Und weil als Nebeneffekt alle verwendeten Fotos dann sehr exakte Angaben über Position und Aufnahmewinkel haben, können wir zukünftig auf das Fotografieren von Sehenswürdigkeiten endlich ganz verzichten: Ein Klick auf den GPS-Empfänger zeichnet Position und Ausrichtung auf, und zu Hause sehen wir uns dann einfach die Bilder an, die vorher schon hundertmal genau aus dieser Perspektive gemacht wurden. Dann sind auch nicht immer diese Kinder im Bild. Oder zumindest nicht die eigenen.

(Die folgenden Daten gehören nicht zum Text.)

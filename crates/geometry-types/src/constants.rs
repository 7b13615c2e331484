// ─────────────────────────────────────────────────────────────────────
// SCPN Fusion Core — Geometry Constants
// © 1998–2026 Miroslav Šotek. All rights reserved.
// Contact: www.anulum.li | protoscience@anulum.li
// ORCID: https://orcid.org/0009-0009-3560-0851
// License: GNU AGPL v3 | Commercial licensing available
// ─────────────────────────────────────────────────────────────────────
use std::f64::consts::PI;

/// Vacuum permeability (H/m), exact pre-2019 SI definition 4π·10⁻⁷.
/// CHEASE normalizes currents with this value, so it must not be swapped
/// for the CODATA 2018 measurement.
pub const MU0: f64 = 4.0e-7 * PI;

/// Amperes per megaampere. Plasma currents in configuration are in MA.
pub const AMPERES_PER_MA: f64 = 1.0e6;

/// Environment variable consulted (at the application edge) for the
/// equilibrium-file directory.
pub const GEOMETRY_DIR_ENV: &str = "SCPN_GEOMETRY_DIR";

/// Fallback directory for equilibrium files.
pub const DEFAULT_GEOMETRY_DIR: &str = "data/third_party/geo";

/// ITER hybrid scenario equilibrium shipped with the reference data set.
pub const DEFAULT_GEOMETRY_FILE: &str = "ITER_hybrid_citrin_equil_cheasedata.mat2cols";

Dieser Beitrag ist ein Update zu: Vorher Nachher Urlaubsphotos


06.08.2007 | 16:49 | Sachen kaufen | Zeichen und Wunder

Revolutionäre Warenform


Spül mir ein kleines Arbeiterkampflied... (Dieses Bild wurde vorsichtshalber entfernt und taucht wieder auf, sobald sich die Autorin oder der Autor um die Klärung der Bildrechte gekümmert hat.)
Im Supermarktregal gesehen hat man sie schon länger: jene Sonderform der Waschgel-Flasche von Persil zum soundsovielten Firmenjubiläum. Auch gekauft und nach Hause getragen. Aber vielleicht nicht ganz begriffen, was sie an symbolischen Überschuss in sich trägt, woher die Pathosformel stammt, die darin anklingt. Vielleicht braucht es zwei davon, die zusammen genommen an die Zweifigurengruppe Arbeiter und Kolchosebäuerin von Muchina auf dem Sowjetischen Pavillion der Pariser Weltausstellung von 1937 erinnern. Vielleicht muss einem das zweite Exemplar mit einem Augenzwinkern von Mercedes Bunz zum Geburtstag geschenkt werden, die ja die aufmüpfige Warenform schon quasi im Namen trägt, damit man begreift, dass sich darin das stellvertretende Aufbegehren der Produkte verkörpert, die die revolutionäre Pose des Arbeiterkampfes zitieren: der Aufstand der Warenform gegen sich selbst! Antonioni hat so etwas geahnt, als er am Ende von Zabriskie Point das ganze Gerümpel in die Luft fliegen liess.